Он вглядывался в это лицо. Он часами высиживал на скамье напротив плаката. Круглые щеки, разящий взгляд из-под энергичного изгиба бровей, чувственный, слегка насмешливый рот, волевой подбородок, волосы, гладко зачесанные на прямой пробор, который придавал ему некое сходство с Фаустом – творцом, продавшимся за мгновение. Потом, в другое время дня, при другом освещении, Кремер как будто замечал безобидную веселость в глубине этих глаз, которые никак не хотели его отпускать. Он больше не шарахался от плакатов. Он предвидел их внезапное появление. Это превратилось в своеобразную игру между ним и его двойником. «Так я и знал», – удовлетворенно шептал он, обнаружив очередной плакат за массивом высотного здания на улице Пепиньер. «Здорово придумано!» – признавал он, глядя вслед удаляющемуся автобусу с улыбающимся во весь рот двойником. Они вдвоем играли эту комедию.

Вечером, в номере гостиницы – он назвался неким Крусмайером, торговцем из Германии, с трудом объяснявшимся по-французски, – он торопливо записывал дневные впечатления, которые когда-нибудь займут свое место в его исповеди. Прежде чем лечь спать, он перечитывал несколько страниц одного из своих романов. Книжка из магазина. Глянцевая обложка, название огромными буквами, вверху инициалы автора: Ж. Л. В. – напечатанные прописным шрифтом, загадочным и убедительным; те же инициалы внизу: ж. л. в., скромным мелким курсивом, вместо имени издателя: так скульптор оставляет на цоколе своего гениального творения только начальные буквы имени. Так он открыл в себе писателя. Он нашел скрытую мощь в читаемых строках. Простая сила, незамысловатая, земная, выдающая книгу за книгой, возводила непробиваемую стену действительности, с которой не поспоришь. На этих страницах двести двадцать пять миллионов читателей нашли себя, высказанный смысл своей собственной жизни. И тут нечему удивляться: его фамилия, Кремер, по-немецки значила «лавочник», в то же время он носил имя великого завоевателя Александра! Александр Кремер! Что еще мог он написать, кроме эпопеи о триумфе коммерции? В этом и была соль существования человека нынешнего столетия. Он вдруг спросил себя: как он мог все эти годы тюрьмы ни во что не ставить свое творчество? Ответ напрашивался сам собой. Это Сент-Ивер не давал ему поверить в себя. Он и все его товарищи по Шампрону. Его товарищи... он все еще говорил об этом как школьник, заурядный ученик. Он вернулся к своей исповеди, к тому эпизоду, где речь шла об убийстве Сент-Ивера. И написал другой вариант. Превращение произошло в коридоре: Кремер взрослел за несколько метров и уже как Фауст разил Сент-Ивера. Фауст сводил счеты с дьяволом.

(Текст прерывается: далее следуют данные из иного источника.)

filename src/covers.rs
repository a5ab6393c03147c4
//! Album art pipeline: local file -> embedded tag -> remote catalog -> placeholder.
//!
//! The request path only runs the local stages ([`CoverResolver`]); remote
//! lookups are queued for the single background worker
//! ([`spawn_cover_worker`]).

mod embedded;
mod ledger;
mod naming;
mod queue;
mod remote;
mod resolve;
mod store;
mod worker;

pub use ledger::CoverLedger;
pub use naming::{CoverKey, cover_file_name, sanitize};
pub use queue::{CoverQueue, CoverTask, SubmitOutcome};
pub use remote::{ArtworkLookup, ItunesLookup, upscale_artwork_url};
pub use resolve::CoverResolver;
pub use store::CoverStore;
pub use worker::spawn_cover_worker;
use tracing::{debug, trace, warn};

use crate::library::Track;

use super::embedded::embedded_art;
use super::queue::{CoverQueue, CoverTask, SubmitOutcome};
use super::store::CoverStore;

/// Synchronous front of the cover pipeline, used on the request path.
pub struct CoverResolver {
    store: CoverStore,
    queue: CoverQueue,
}

impl CoverResolver {
    pub fn new(store: CoverStore, queue: CoverQueue) -> Self {
        Self { store, queue }
    }

    pub fn store(&self) -> &CoverStore {
        &self.store
    }

    /// Cover URL for `track`. Only touches local files; when nothing is
    /// available yet the placeholder comes back and a background fetch is
    /// queued (once per key).
    pub fn resolve(&self, track: &Track) -> String {
        let key = track.cover_key();
        let ledger = self.queue.ledger();

        if let Some(url) = self.store.cached_url(&key) {
            ledger.mark_cached(key);
            return url;
        }
        if ledger.is_attempted(&key) {
            return self.store.default_art().to_string();
        }

        match embedded_art(&track.path) {
            Ok(Some(bytes)) => match self.store.save(&key, &bytes) {
                Ok(url) => {
                    ledger.mark_cached(key);
                    return url;
                }
                Err(e) => warn!("failed to save embedded cover for {key}: {e}"),
            },
            Ok(None) => {}
            Err(e) => trace!("no embedded art in {}: {e}", track.file_name),
        }

        match self.queue.submit(CoverTask::from_track(track)) {
            SubmitOutcome::Queued => debug!("queued cover fetch for {key}"),
            SubmitOutcome::Full => debug!("cover queue full, {key} will be retried later"),
            SubmitOutcome::Closed => warn!("cover worker is not running"),
            SubmitOutcome::Cached | SubmitOutcome::Attempted => {}
        }
        self.store.default_art().to_string()
    }
}
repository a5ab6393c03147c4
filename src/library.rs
//! Music library: directory scan, per-file metadata and the memoized index.

mod index;
mod metadata;
mod model;
mod scan;

pub use index::LibraryIndex;
pub use model::Track;

#[cfg(test)]
mod tests;
//! What is playing right now, and the transitions between tracks.

mod controller;
mod state;

pub use controller::PlaybackController;
pub use state::{PlayState, PlaybackSnapshot};

#[cfg(test)]
mod tests;
//! Application services
//!
//! Concrete service implementations that orchestrate domain logic.
//! Services depend on I/O boundary traits (FileSystem) but are themselves
//! concrete structs, not traits.

mod text;

pub use text::TextService;
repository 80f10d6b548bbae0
//! Infrastructure layer: I/O implementations and DI container
//!
//! This layer implements I/O boundary traits and wires up services.

pub mod di;
pub mod error;
pub mod traits;

pub use error::{InfraError, InfraResult};
//! Composite text tree: a closed sum type over every node kind.
//!
//! Composite nodes (document, paragraph, sentence, lexeme, word) own an
//! ordered list of children; leaves (sign, letter) hold one character.
//! Children are shared read-only handles so analytics can assemble new trees
//! from subtrees of an existing one without copying.

use std::fmt;
use std::sync::Arc;

use crate::domain::error::{DomainError, DomainResult};

/// Shared handle to a node. Nodes are never mutated once shared.
pub type NodeRef = Arc<TextNode>;

/// Tag identifying the granularity of a node.
#[derive(Debug, Clone, Copy, PartialEq, Eq, Hash, PartialOrd, Ord)]
pub enum NodeKind {
    Document,
    Paragraph,
    Sentence,
    Lexeme,
    Word,
    Sign,
    Letter,
}

impl NodeKind {
    pub fn as_str(self) -> &'static str {
        match self {
            NodeKind::Document => "document",
            NodeKind::Paragraph => "paragraph",
            NodeKind::Sentence => "sentence",
            NodeKind::Lexeme => "lexeme",
            NodeKind::Word => "word",
            NodeKind::Sign => "sign",
            NodeKind::Letter => "letter",
        }
    }
}

impl fmt::Display for NodeKind {
    fn fmt(&self, f: &mut fmt::Formatter<'_>) -> fmt::Result {
        f.write_str(self.as_str())
    }
}

/// The subset of [`NodeKind`] that owns children.
#[derive(Debug, Clone, Copy, PartialEq, Eq, Hash)]
pub enum CompositeKind {
    Document,
    Paragraph,
    Sentence,
    Lexeme,
    Word,
}

impl From<CompositeKind> for NodeKind {
    fn from(kind: CompositeKind) -> Self {
        match kind {
            CompositeKind::Document => NodeKind::Document,
            CompositeKind::Paragraph => NodeKind::Paragraph,
            CompositeKind::Sentence => NodeKind::Sentence,
            CompositeKind::Lexeme => NodeKind::Lexeme,
            CompositeKind::Word => NodeKind::Word,
        }
    }
}

/// Word characters: ASCII alphanumerics and underscore.
pub fn is_word_char(c: char) -> bool {
    c.is_ascii_alphanumeric() || c == '_'
}

/// A single-character leaf.
#[derive(Debug, Clone, Copy, PartialEq, Eq, Hash)]
pub enum Leaf {
    Sign(char),
    Letter(char),
}

impl Leaf {
    /// Letter for word characters, sign for everything else.
    pub fn classify(c: char) -> Self {
        if is_word_char(c) {
            Leaf::Letter(c)
        } else {
            Leaf::Sign(c)
        }
    }

    pub fn letter(c: char) -> DomainResult<Self> {
        if is_word_char(c) {
            Ok(Leaf::Letter(c))
        } else {
            Err(DomainError::InvalidLetter(c))
        }
    }

    /// Signs are not validated: the lexeme stage may emit any trailing
    /// character as a sign.
    pub fn sign(c: char) -> Self {
        Leaf::Sign(c)
    }

    pub fn symbol(self) -> char {
        match self {
            Leaf::Sign(c) | Leaf::Letter(c) => c,
        }
    }

    pub fn kind(self) -> NodeKind {
        match self {
            Leaf::Sign(_) => NodeKind::Sign,
            Leaf::Letter(_) => NodeKind::Letter,
        }
    }
}

/// A node of the text tree.
#[derive(Debug, Clone, PartialEq, Eq)]
pub enum TextNode {
    Composite {
        kind: CompositeKind,
        children: Vec<NodeRef>,
    },
    Leaf(Leaf),
}

impl From<Leaf> for TextNode {
    fn from(leaf: Leaf) -> Self {
        TextNode::Leaf(leaf)
    }
}

impl TextNode {
    /// Empty composite node of the given kind.
    pub fn composite(kind: CompositeKind) -> Self {
        TextNode::Composite {
            kind,
            children: Vec::new(),
        }
    }

    pub fn with_children(kind: CompositeKind, children: Vec<NodeRef>) -> Self {
        TextNode::Composite { kind, children }
    }

    pub fn document() -> Self {
        Self::composite(CompositeKind::Document)
    }

    pub fn paragraph() -> Self {
        Self::composite(CompositeKind::Paragraph)
    }

    pub fn sentence() -> Self {
        Self::composite(CompositeKind::Sentence)
    }

    pub fn lexeme() -> Self {
        Self::composite(CompositeKind::Lexeme)
    }

    pub fn word() -> Self {
        Self::composite(CompositeKind::Word)
    }

    pub fn letter(c: char) -> DomainResult<Self> {
        Leaf::letter(c).map(TextNode::Leaf)
    }

    pub fn sign(c: char) -> Self {
        TextNode::Leaf(Leaf::sign(c))
    }

    pub fn kind(&self) -> NodeKind {
        match self {
            TextNode::Composite { kind, .. } => (*kind).into(),
            TextNode::Leaf(leaf) => leaf.kind(),
        }
    }

    /// Text contributed by this subtree: children concatenated in order,
    /// no separators inserted.
    pub fn render(&self) -> String {
        let mut out = String::new();
        self.render_into(&mut out);
        out
    }

    fn render_into(&self, out: &mut String) {
        match self {
            TextNode::Composite { children, .. } => {
                for child in children {
                    child.render_into(out);
                }
            }
            TextNode::Leaf(leaf) => out.push(leaf.symbol()),
        }
    }

    /// Appends a child. Leaves accept no children.
    pub fn add_component(&mut self, child: NodeRef) -> DomainResult<()> {
        match self {
            TextNode::Composite { children, .. } => {
                children.push(child);
                Ok(())
            }
            TextNode::Leaf(leaf) => Err(DomainError::UnsupportedOperation {
                kind: leaf.kind(),
                operation: "add_component",
            }),
        }
    }

    pub fn get_component(&self, index: usize) -> DomainResult<&NodeRef> {
        let children = self.child_slice();
        children.get(index).ok_or(DomainError::IndexOutOfRange {
            index,
            len: children.len(),
        })
    }

    /// Number of direct children; 0 for leaves.
    pub fn child_count(&self) -> usize {
        self.child_slice().len()
    }

    /// Occurrences of `symbol` among all leaf characters of the subtree.
    pub fn count_of_ordered_symbol(&self, symbol: char) -> usize {
        match self {
            TextNode::Composite { children, .. } => children
                .iter()
                .map(|child| child.count_of_ordered_symbol(symbol))
                .sum(),
            TextNode::Leaf(leaf) => usize::from(leaf.symbol() == symbol),
        }
    }

    pub fn children(&self) -> std::slice::Iter<'_, NodeRef> {
        self.child_slice().iter()
    }

    fn child_slice(&self) -> &[NodeRef] {
        match self {
            TextNode::Composite { children, .. } => children,
            TextNode::Leaf(_) => &[],
        }
    }

    pub fn is_word(&self) -> bool {
        self.kind() == NodeKind::Word
    }

    /// Character held by a leaf.
    pub fn symbol(&self) -> Option<char> {
        match self {
            TextNode::Leaf(leaf) => Some(leaf.symbol()),
            TextNode::Composite { .. } => None,
        }
    }

    /// Number of direct letter children (the length of a word).
    pub fn letter_count(&self) -> usize {
        self.children()
            .filter(|child| child.kind() == NodeKind::Letter)
            .count()
    }
}

impl fmt::Display for TextNode {
    fn fmt(&self, f: &mut fmt::Formatter<'_>) -> fmt::Result {
        f.write_str(&self.render())
    }
}

#[cfg(test)]
mod tests {
    use super::*;

    fn word(text: &str) -> TextNode {
        let mut word = TextNode::word();
        for c in text.chars() {
            word.add_component(Arc::new(Leaf::classify(c).into())).unwrap();
        }
        word
    }

    #[test]
    fn given_composite_when_rendering_then_concatenates_children() {
        let mut lexeme = TextNode::lexeme();
        lexeme.add_component(Arc::new(word("don't"))).unwrap();
        lexeme.add_component(Arc::new(TextNode::sign(','))).unwrap();

        let expected: String = lexeme.children().map(|c| c.render()).collect();
        assert_eq!(lexeme.render(), expected);
        assert_eq!(lexeme.render(), "don't,");
    }

    #[test]
    fn given_subtree_when_counting_symbol_then_sums_over_children() {
        let mut sentence = TextNode::sentence();
        sentence.add_component(Arc::new(word("banana"))).unwrap();
        sentence.add_component(Arc::new(word("Apple"))).unwrap();

        let per_child: usize = sentence
            .children()
            .map(|c| c.count_of_ordered_symbol('a'))
            .sum();
        assert_eq!(sentence.count_of_ordered_symbol('a'), 3);
        assert_eq!(per_child, 3);
        assert_eq!(sentence.count_of_ordered_symbol('A'), 1);
    }

    #[test]
    fn given_leaf_when_counting_symbol_then_one_or_zero() {
        assert_eq!(TextNode::letter('x').unwrap().count_of_ordered_symbol('x'), 1);
        assert_eq!(TextNode::letter('x').unwrap().count_of_ordered_symbol('X'), 0);
        assert_eq!(TextNode::sign('!').count_of_ordered_symbol('!'), 1);
    }

    #[test]
    fn given_leaf_when_adding_child_then_unsupported() {
        let mut sign = TextNode::sign('.');
        let err = sign
            .add_component(Arc::new(TextNode::sign(',')))
            .unwrap_err();
        assert_eq!(
            err,
            DomainError::UnsupportedOperation {
                kind: NodeKind::Sign,
                operation: "add_component",
            }
        );
        assert!(err.is_structural());
    }

    #[test]
    fn given_empty_composite_when_getting_first_child_then_index_out_of_range() {
        let paragraph = TextNode::paragraph();
        assert_eq!(
            paragraph.get_component(0).unwrap_err(),
            DomainError::IndexOutOfRange { index: 0, len: 0 }
        );
    }

    #[test]
    fn given_nested_tree_when_counting_children_then_only_direct() {
        let mut lexeme = TextNode::lexeme();
        lexeme.add_component(Arc::new(word("abc"))).unwrap();
        assert_eq!(lexeme.child_count(), 1);
        assert_eq!(lexeme.get_component(0).unwrap().child_count(), 3);
        assert_eq!(TextNode::sign('?').child_count(), 0);
    }

    #[test]
    fn given_non_word_char_when_building_letter_then_rejected() {
        assert_eq!(TextNode::letter('-'), Err(DomainError::InvalidLetter('-')));
        assert_eq!(Leaf::classify('_'), Leaf::Letter('_'));
        assert_eq!(Leaf::classify('('), Leaf::Sign('('));
    }

    #[test]
    fn given_word_when_counting_letters_then_ignores_signs() {
        assert_eq!(word("don't").letter_count(), 4);
        assert!(word("x").is_word());
    }
}
use clap::Parser;
use textree::cli::{execute_command, output, Cli};
use tracing::level_filters::LevelFilter;
use tracing_subscriber::filter::filter_fn;
use tracing_subscriber::fmt::format::FmtSpan;
use tracing_subscriber::layer::SubscriberExt;
use tracing_subscriber::util::SubscriberInitExt;
use tracing_subscriber::{fmt, Layer};

fn main() {
    let cli = Cli::parse();

    setup_logging(cli.debug);

    if let Err(e) = execute_command(&cli) {
        output::error(&e);
        std::process::exit(e.exit_code());
    }
}

fn setup_logging(verbosity: u8) {
    let filter = match verbosity {
        0 => LevelFilter::WARN,
        1 => LevelFilter::INFO,
        2 => LevelFilter::DEBUG,
        3 => LevelFilter::TRACE,
        _ => {
            eprintln!("Don't be crazy, max is -d -d -d");
            LevelFilter::TRACE
        }
    };

    // rayon's worker bookkeeping drowns the trace output
    let noisy_modules = ["rayon", "rayon_core"];
    let module_filter = filter_fn(move |metadata| {
        !noisy_modules
            .iter()
            .any(|name| metadata.target().starts_with(name))
    });

    let fmt_layer = fmt::layer()
        .with_writer(std::io::stderr)
        .with_target(true)
        .with_thread_names(false)
        .with_span_events(FmtSpan::ENTER | FmtSpan::CLOSE);

    let filtered_layer = fmt_layer.with_filter(filter).with_filter(module_filter);

    tracing_subscriber::registry().with(filtered_layer).init();

    match filter {
        LevelFilter::INFO => tracing::info!("Debug mode: info"),
        LevelFilter::DEBUG => tracing::debug!("Debug mode: debug"),
        LevelFilter::TRACE => tracing::debug!("Debug mode: trace"),
        _ => {}
    }
}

Он убьет и этого Ж. Л. В., который, украв его творение, опять разбередил страшную рану в груди; это уж слишком.

Он больше не смотрел на плакаты.

Он готовился к казни.

Он хотел, чтобы она была публичной.

Он собирался убить этого Ж. Л. В. в день его появления во Дворце спорта в Берси. К тому же Ж. Л. В. сам назначал ему встречу посредством этой рекламной акции: повсюду сообщался день, час и место будущего жертвоприношения. Интервью, опубликованное в «Плейбое», утвердило его в принятом решении. Чего стоила одна глупая спесь заявлений самозванца, хорошо бы ее сбить, чтобы другим неповадно было.

Револьвер он раздобыл у тестя в оружейной лавке, на улице Реомюр. Он не мог зайти как обычный покупатель. Но квартира хозяина сообщалась с его магазином. Он провернул свое дело в одно из солнечных воскресений, когда весь Париж разъехался подышать свежим воздухом. Он выбрал «свинлей» двадцать второго калибра с оптическим прицелом и прихватил еще два револьвера на случай, если придется отбиваться. Наличные, что он нашел в квартире (мать Каролины, не доверяя банковским аферам, прятала свои сбережения в постельном белье, и Каролина подростком ежедневно таскала оттуда на карманные расходы), пришлись как нельзя более кстати: из того, что он прихватил в Шампроне, почти ничего не осталось.

Потом началась подготовка.

Во Дворце спорта он отыскал укромное местечко, откуда было удобно стрелять, – металлическую лесенку между двумя прожекторами, которые по его расчетам должны были ослепить тех, кто попытался бы смотреть в его сторону.

В назначенный вечер он примостился там, лежа между прожекторами и положив перед собой карабин. Один «смит-вессон» он заткнул за пояс; второй револьвер, завернутый в полиэтиленовый пакет, зарыл в Люксембургском саду, справедливо полагая, что публичное место гораздо надежнее гостиничного номера.

Внизу под ним Дворец спорта постепенно оживал, заполняясь прибывающими зрителями.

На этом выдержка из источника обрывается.